A jolt: differentiation is a linear map

Final beat, and it should rearrange your skull a little. Take $P_n$ , polynomials of degree $\le n$ , and define the derivative as a formal rule — no calculus prerequisite, just the pattern $\frac{d}{dx}(x^k) = k x^{k-1}$ extended linearly. So $D(3x^2 - 5x + 7) = 6x - 5$ . This $D : P_n \to P_{n-1}$ is a linear map: $D(p + q) = D(p) + D(q), \qquad D(cp) = c\,D(p).$ (Differentiation splitting over sums and pulling out constants — those are linearity, stated.)

Now compute its kernel: which polynomials does $D$ send to $\mathbf{0}$ ? Exactly the ones with derivative zero — the constants. So $\ker(D) = \{\text{constant polynomials}\} = \operatorname{span}(1), \quad \dim = 1.$ Hold on. WHAT? The kernel of differentiation is the constants. That bland, boring fact from a calculus class ("the derivative of a constant is zero") is secretly a statement about a linear map's null space — a subspace, one-dimensional, sitting inside a polynomial vector space. The whole machinery we built for $\mathbb{R}^n$ — kernel, image, subspace, dimension — governs calculus too, because calculus operators are linear maps. That's the business model of abstraction collecting its biggest dividend yet, and we didn't even need to build a reactor for it. File it away: it detonates across all of higher mathematics.

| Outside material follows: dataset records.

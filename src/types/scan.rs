//! Scan records.

use super::{ProjectId, ScanId, UserId, VulnerabilityId};
use chrono::{DateTime, Utc};
use serde::{Deserialize, Serialize};
use std::fmt;

/// Kind of analysis a scan performs.
#[derive(Debug, Clone, Copy, PartialEq, Eq, Hash, Serialize, Deserialize, clap::ValueEnum)]
#[serde(rename_all = "lowercase")]
pub enum ScanType {
    /// Source code analysis.
    Static,
    /// Third-party dependency audit.
    Dependency,
    /// Runtime probing of a deployed build.
    Dynamic,
}

impl Default for ScanType {
    fn default() -> Self {
        Self::Static
    }
}

impl fmt::Display for ScanType {
    fn fmt(&self, f: &mut fmt::Formatter<'_>) -> fmt::Result {
        match self {
            Self::Static => write!(f, "static"),
            Self::Dependency => write!(f, "dependency"),
            Self::Dynamic => write!(f, "dynamic"),
        }
    }
}

/// Lifecycle of a scan job.
#[derive(Debug, Clone, Copy, PartialEq, Eq, Hash, Serialize, Deserialize)]
#[serde(rename_all = "lowercase")]
pub enum ScanStatus {
    Pending,
    Running,
    Completed,
    Failed,
}

impl ScanStatus {
    /// Whether the scan has reached a final state.
    pub fn is_terminal(self) -> bool {
        matches!(self, Self::Completed | Self::Failed)
    }
}

impl fmt::Display for ScanStatus {
    fn fmt(&self, f: &mut fmt::Formatter<'_>) -> fmt::Result {
        match self {
            Self::Pending => write!(f, "pending"),
            Self::Running => write!(f, "running"),
            Self::Completed => write!(f, "completed"),
            Self::Failed => write!(f, "failed"),
        }
    }
}

/// A persisted scan and its outcome.
#[derive(Debug, Clone, PartialEq, Eq, Serialize, Deserialize)]
#[serde(rename_all = "camelCase")]
pub struct ScanResult {
    pub id: ScanId,
    pub project_id: ProjectId,
    pub tester_id: UserId,
    pub scan_type: ScanType,
    pub status: ScanStatus,
    /// Findings produced by this scan, in discovery order.
    pub vulnerabilities: Vec<VulnerabilityId>,
    pub started_at: DateTime<Utc>,
    #[serde(default, skip_serializing_if = "Option::is_none")]
    pub completed_at: Option<DateTime<Utc>>,
    pub risk_score: u32,
}

impl ScanResult {
    /// Wall-clock duration, once the scan has finished.
    pub fn duration(&self) -> Option<chrono::Duration> {
        self.completed_at.map(|done| done - self.started_at)
    }
}

/// Caller-supplied fields for a new scan.
#[derive(Debug, Clone, PartialEq, Eq, Serialize, Deserialize)]
#[serde(rename_all = "camelCase")]
pub struct NewScan {
    pub project_id: ProjectId,
    pub tester_id: UserId,
    pub scan_type: ScanType,
    pub status: ScanStatus,
    #[serde(default)]
    pub vulnerabilities: Vec<VulnerabilityId>,
    #[serde(default)]
    pub risk_score: u32,
    #[serde(default)]
    pub completed_at: Option<DateTime<Utc>>,
}

impl NewScan {
    /// A scan queued for `project_id`, not yet started.
    pub fn pending(project_id: ProjectId, tester_id: UserId, scan_type: ScanType) -> Self {
        Self {
            project_id,
            tester_id,
            scan_type,
            status: ScanStatus::Pending,
            vulnerabilities: Vec::new(),
            risk_score: 0,
            completed_at: None,
        }
    }

    pub(crate) fn into_scan(self) -> ScanResult {
        ScanResult {
            id: ScanId::generate(),
            project_id: self.project_id,
            tester_id: self.tester_id,
            scan_type: self.scan_type,
            status: self.status,
            vulnerabilities: self.vulnerabilities,
            started_at: Utc::now(),
            completed_at: self.completed_at,
            risk_score: self.risk_score,
        }
    }
}

/// Shallow update for a scan.
#[derive(Debug, Clone, Default, PartialEq, Eq, Serialize, Deserialize)]
#[serde(rename_all = "camelCase")]
pub struct ScanPatch {
    pub status: Option<ScanStatus>,
    pub vulnerabilities: Option<Vec<VulnerabilityId>>,
    pub completed_at: Option<DateTime<Utc>>,
    pub risk_score: Option<u32>,
}

impl ScanPatch {
    pub fn status(status: ScanStatus) -> Self {
        Self {
            status: Some(status),
            ..Default::default()
        }
    }

    pub fn apply(self, scan: &mut ScanResult) {
        if let Some(status) = self.status {
            scan.status = status;
        }
        if let Some(vulns) = self.vulnerabilities {
            scan.vulnerabilities = vulns;
        }
        if let Some(at) = self.completed_at {
            scan.completed_at = Some(at);
        }
        if let Some(score) = self.risk_score {
            scan.risk_score = score;
        }
    }
}
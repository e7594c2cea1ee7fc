//! Config subcommand implementation.
//!
//! Handles `secportal config show|init`.

use super::Context;
use crate::config::{AppSettings, Paths};
use crate::error::{CliError, CliResult};
use crate::output;
use clap::{Parser, Subcommand};
use std::path::PathBuf;

/// Inspect or create the settings file.
#[derive(Parser, Debug)]
pub struct ConfigCommand {
    #[command(subcommand)]
    pub action: ConfigAction,
}

#[derive(Subcommand, Debug)]
pub enum ConfigAction {
    /// Print the effective settings
    Show,

    /// Write a settings file with default values
    Init {
        /// Overwrite an existing file
        #[arg(short, long)]
        force: bool,
    },
}

impl ConfigCommand {
    pub fn execute(&self, ctx: &Context) -> CliResult<()> {
        match &self.action {
            ConfigAction::Show => {
                if !ctx.quiet {
                    output::print_info(&format!("settings file: {}", settings_path(ctx)?.display()));
                }
                println!("{}", output::render_json(&ctx.settings)?);
                Ok(())
            }
            ConfigAction::Init { force } => {
                let path = settings_path(ctx)?;
                if path.exists() && !force {
                    return Err(CliError::Other(format!(
                        "{} already exists (use --force to overwrite)",
                        path.display()
                    )));
                }

                let defaults = AppSettings::default();
                match &ctx.config_path {
                    Some(custom) => defaults.save_to(custom)?,
                    None => defaults.save()?,
                }

                if !ctx.quiet {
                    output::print_success(&format!("Wrote {}", path.display()));
                }
                Ok(())
            }
        }
    }
}

fn settings_path(ctx: &Context) -> CliResult<PathBuf> {
    match &ctx.config_path {
        Some(path) => Ok(path.clone()),
        None => Ok(Paths::resolve()?.settings_file()),
    }
}
impl Job {
    /// Drive the scan to a terminal state. Any error once the record
    /// exists leaves it `failed`, with the findings stored so far linked.
    async fn run(self, cancel: watch::Receiver<bool>) -> JobResult<ScanResult> {
        let mut created = Vec::new();

        match self.execute(cancel, &mut created).await {
            Ok(scan) => Ok(scan),
            Err(e) => {
                warn!(scan = %self.scan.id, error = %e, stored = created.len(), "scan failed");
                let patch = ScanPatch {
                    status: Some(ScanStatus::Failed),
                    vulnerabilities: (!created.is_empty()).then_some(created),
                    completed_at: Some(self.finished_at()),
                    ..Default::default()
                };
                if let Err(mark) = self.finish(patch) {
                    warn!(scan = %self.scan.id, error = %mark, "could not mark scan failed");
                }
                Err(e)
            }
        }
    }

    async fn execute(
        &self,
        mut cancel: watch::Receiver<bool>,
        created: &mut Vec<VulnerabilityId>,
    ) -> JobResult<ScanResult> {
        self.service
            .update_scan(&self.scan.id, ScanPatch::status(ScanStatus::Running))?;
        info!(scan = %self.scan.id, project = %self.project.id, "scan running");

        let outcome = tokio::select! {
            biased;
            _ = cancelled(&mut cancel) => Err(ScanError::Cancelled),
            found = self.scanner.discover(&self.project) => found,
        };
        let findings = outcome?;

        let score = risk_score(findings.iter().map(|f| f.severity));
        for finding in findings {
            let vuln = self.service.create_vulnerability(
                finding.into_vulnerability(&self.project, &self.scan.tester_id),
            )?;
            created.push(vuln.id);
        }

        let completed_at = self.finished_at();
        if self
            .service
            .update_project(&self.project.id, ProjectPatch::scanned_at(completed_at))?
            .is_none()
        {
            warn!(project = %self.project.id, "project removed while scan was running");
        }

        let found = created.len();
        let scan = self.finish(ScanPatch {
            status: Some(ScanStatus::Completed),
            vulnerabilities: Some(created.clone()),
            completed_at: Some(completed_at),
            risk_score: Some(score),
        })?;

        info!(scan = %scan.id, found, risk_score = score, "scan completed");
        Ok(scan)
    }

    fn finish(&self, patch: ScanPatch) -> JobResult<ScanResult> {
        self.service
            .update_scan(&self.scan.id, patch)?
            .ok_or_else(|| ScanError::TaskAborted(format!("scan {} disappeared", self.scan.id)))
    }

    /// Completion time, never earlier than the start even if the clock
    /// stepped backwards.
    fn finished_at(&self) -> chrono::DateTime<Utc> {
        Utc::now().max(self.scan.started_at)
    }
}
//! In-memory key-value store.

use super::KeyValueStore;
use crate::error::StorageResult;
use std::collections::HashMap;
use std::sync::{Mutex, MutexGuard};

/// Process-local store. Contents vanish when it is dropped.
#[derive(Debug, Default)]
pub struct MemoryStore {
    entries: Mutex<HashMap<String, String>>,
}

impl MemoryStore {
    pub fn new() -> Self {
        Self::default()
    }

    /// Number of keys currently stored.
    pub fn len(&self) -> usize {
        self.lock().len()
    }

    pub fn is_empty(&self) -> bool {
        self.lock().is_empty()
    }

    fn lock(&self) -> MutexGuard<'_, HashMap<String, String>> {
        // Poisoning is ignored: every mutation is a single map operation.
        self.entries.lock().unwrap_or_else(|poisoned| poisoned.into_inner())
    }
}

impl KeyValueStore for MemoryStore {
    fn get(&self, key: &str) -> StorageResult<Option<String>> {
        Ok(self.lock().get(key).cloned())
    }

    fn set(&self, key: &str, value: &str) -> StorageResult<()> {
        self.lock().insert(key.to_string(), value.to_string());
        Ok(())
    }

    fn remove(&self, key: &str) -> StorageResult<()> {
        self.lock().remove(key);
        Ok(())
    }
}

#[cfg(test)]
mod tests {
    use super::*;

    #[test]
    fn test_set_get_remove() {
        let store = MemoryStore::new();
        assert!(store.get("k").unwrap().is_none());

        store.set("k", "[]").unwrap();
        assert_eq!(store.get("k").unwrap().as_deref(), Some("[]"));
        assert!(store.contains("k").unwrap());

        store.remove("k").unwrap();
        store.remove("k").unwrap();
        assert!(store.is_empty());
    }
}
//! Application settings and paths.
//!
//! Manages XDG-compliant paths for configuration and the data store.

use crate::error::{ConfigError, ConfigResult};
use directories::ProjectDirs;
use serde::{Deserialize, Serialize};
use std::fs;
use std::path::{Path, PathBuf};

/// Application directory paths following XDG Base Directory Specification.
#[derive(Debug, Clone)]
pub struct Paths {
    /// Configuration directory (~/.config/secportal)
    pub config_dir: PathBuf,
    /// Data directory (~/.local/share/secportal)
    pub data_dir: PathBuf,
}

impl Paths {
    /// Resolve paths using XDG directories. Nothing is created on disk.
    pub fn resolve() -> ConfigResult<Self> {
        let project = ProjectDirs::from("com", "secportal", "secportal")
            .ok_or(ConfigError::DirectoryNotFound)?;

        Ok(Self {
            config_dir: project.config_dir().to_path_buf(),
            data_dir: project.data_dir().to_path_buf(),
        })
    }

    /// Get the path to the settings file.
    pub fn settings_file(&self) -> PathBuf {
        self.config_dir.join("settings.json")
    }

    /// Get the path to the key-value store directory.
    pub fn store_dir(&self) -> PathBuf {
        self.data_dir.join("store")
    }
}

/// Application-wide settings.
#[derive(Debug, Clone, PartialEq, Eq, Serialize, Deserialize)]
#[serde(default)]
pub struct AppSettings {
    /// Overrides the store directory.
    pub data_dir: Option<PathBuf>,
    /// Password given to the seeded demo accounts on first use of a store.
    pub demo_password: String,
    /// Simulated duration of a mock scan in milliseconds.
    pub scan_delay_ms: u64,
    /// Report format used when none is given on the command line.
    pub default_report_format: String,
}

impl Default for AppSettings {
    fn default() -> Self {
        Self {
            data_dir: None,
            demo_password: "demo123".to_string(),
            scan_delay_ms: 3000,
            default_report_format: "plain".to_string(),
        }
    }
}

impl AppSettings {
    /// Load settings from the default location.
    pub fn load() -> ConfigResult<Self> {
        let file = Paths::resolve()?.settings_file();

        if !file.exists() {
            return Ok(Self::default());
        }

        Self::load_from(&file)
    }

    /// Load settings from a specific file.
    pub fn load_from(path: &Path) -> ConfigResult<Self> {
        let content = fs::read_to_string(path).map_err(|e| ConfigError::ReadFailed {
            path: path.to_path_buf(),
            reason: e.to_string(),
        })?;

        serde_json::from_str(&content).map_err(|e| ConfigError::InvalidFormat(e.to_string()))
    }

    /// Save settings to the default location.
    pub fn save(&self) -> ConfigResult<()> {
        let paths = Paths::resolve()?;
        fs::create_dir_all(&paths.config_dir)?;
        self.save_to(&paths.settings_file())
    }

    /// Save settings to a specific file.
    pub fn save_to(&self, path: &Path) -> ConfigResult<()> {
        let content = serde_json::to_string_pretty(self)?;
        fs::write(path, content).map_err(|e| ConfigError::WriteFailed {
            path: path.to_path_buf(),
            reason: e.to_string(),
        })
    }

    /// Directory holding the key-value store, honoring the override.
    pub fn store_dir(&self) -> ConfigResult<PathBuf> {
        match &self.data_dir {
            Some(dir) => Ok(dir.clone()),
            None => Ok(Paths::resolve()?.store_dir()),
        }
    }
}

#[cfg(test)]
mod tests {
    use super::*;

    #[test]
    fn test_default_settings() {
        let settings = AppSettings::default();
        assert_eq!(settings.scan_delay_ms, 3000);
        assert_eq!(settings.demo_password, "demo123");
        assert!(settings.data_dir.is_none());
    }

    #[test]
    fn test_partial_file_falls_back_to_defaults() {
        let parsed: AppSettings = serde_json::from_str(r#"{"scan_delay_ms": 10}"#).unwrap();
        assert_eq!(parsed.scan_delay_ms, 10);
        assert_eq!(parsed.default_report_format, "plain");
    }

    #[test]
    fn test_save_and_load_from_file() {
        let dir = tempfile::tempdir().unwrap();
        let file = dir.path().join("settings.json");

        let settings = AppSettings {
            data_dir: Some(dir.path().join("store")),
            scan_delay_ms: 0,
            ..Default::default()
        };
        settings.save_to(&file).unwrap();

        let loaded = AppSettings::load_from(&file).unwrap();
        assert_eq!(loaded, settings);
        assert_eq!(loaded.store_dir().unwrap(), dir.path().join("store"));
    }

    #[test]
    fn test_invalid_file_is_reported() {
        let dir = tempfile::tempdir().unwrap();
        let file = dir.path().join("settings.json");
        fs::write(&file, "not json").unwrap();

        assert!(matches!(
            AppSettings::load_from(&file),
            Err(ConfigError::InvalidFormat(_))
        ));
    }
}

🔬 SPECIMENS (worked examples)

Worked example 1 — is this map linear?▸

Is $T : \mathbb{R}^2 \to \mathbb{R}^2$ defined by $T(x, y) = (2x - y,\, x)$ a linear map?

Check both conditions directly.

Additivity. Take $u = (x_1, y_1)$ , $v = (x_2, y_2)$ . Then $u + v = (x_1+x_2,\, y_1+y_2)$ and $T(u+v) = \big(2(x_1+x_2) - (y_1+y_2),\; x_1+x_2\big) = (2x_1 - y_1,\, x_1) + (2x_2 - y_2,\, x_2) = T(u) + T(v). \;✓$

Homogeneity. For scalar $c$ : $T(c x, c y) = (2cx - cy,\, cx) = c(2x - y,\, x) = c\,T(x,y)$ . ✓

Both hold, so $T$ is linear. As a sanity check, $T(0,0) = (0, 0) = \mathbf{0}$ — pins the origin, as every linear map must. Its matrix (columns $T(e_1), T(e_2)$ ): $T(1,0) = (2,1)$ , $T(0,1) = (-1, 0)$ , giving $A = \begin{pmatrix} 2 & -1 \\ 1 & 0 \end{pmatrix}$ .

Worked example 2 — two data points pin the whole damn map▸

A linear map $T : \mathbb{R}^2 \to \mathbb{R}^2$ satisfies $T(1, 0) = (3, 1)$ and $T(0, 1) = (2, 4)$ . Compute $T(5, -2)$ .

No formula given — but I don't need one. The basis theorem says the images of $e_1, e_2$ determine everything. Write the input in coordinates: $(5, -2) = 5(1,0) + (-2)(0,1) = 5e_1 - 2e_2.$ Apply $T$ using linearity: $T(5, -2) = 5\,T(e_1) - 2\,T(e_2) = 5(3, 1) - 2(2, 4) = (15, 5) - (4, 8) = (11, -3).$ Done — $T(5,-2) = (11, -3)$ . I knew the map only on two vectors and recovered its value on a third, because linearity forces it. (Equivalently: the matrix is $A = \begin{pmatrix} 3 & 2 \\ 1 & 4 \end{pmatrix}$ and $A(5,-2)^\top = (11, -3)^\top$ .) Two data points pin an entire map on $\mathbb{R}^2$ .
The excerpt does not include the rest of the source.